Dataset entries
--------------------------------

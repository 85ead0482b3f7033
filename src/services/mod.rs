//! Services module
//!
//! Estrategia de ejecución con ruta alternativa, verificación de la forma de
//! los resultados y catálogo de reportes.

pub mod dual_path;
pub mod prober;
pub mod report_executor;

pub use dual_path::{DualPathExecutor, ReadPlan, TierKind, WritePlan};
pub use prober::{ProbeVerdict, ShapeProber};
pub use report_executor::{Report, ReportExecutor};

--------------------------------

Letter for letter, copy all of the entries above.

- OUTPUT OF THE TASK -
repository 85ead0482b3f7033
filename src/services/mod.rs
//! Services module
//!
//! Estrategia de ejecución con ruta alternativa, verificación de la forma de
//! los resultados y catálogo de reportes.

pub mod dual_path;
pub mod prober;
pub mod report_executor;

pub use dual_path::{DualPathExecutor, ReadPlan, TierKind, WritePlan};
pub use prober::{ProbeVerdict, ShapeProber};
pub use report_executor::{Report, ReportExecutor};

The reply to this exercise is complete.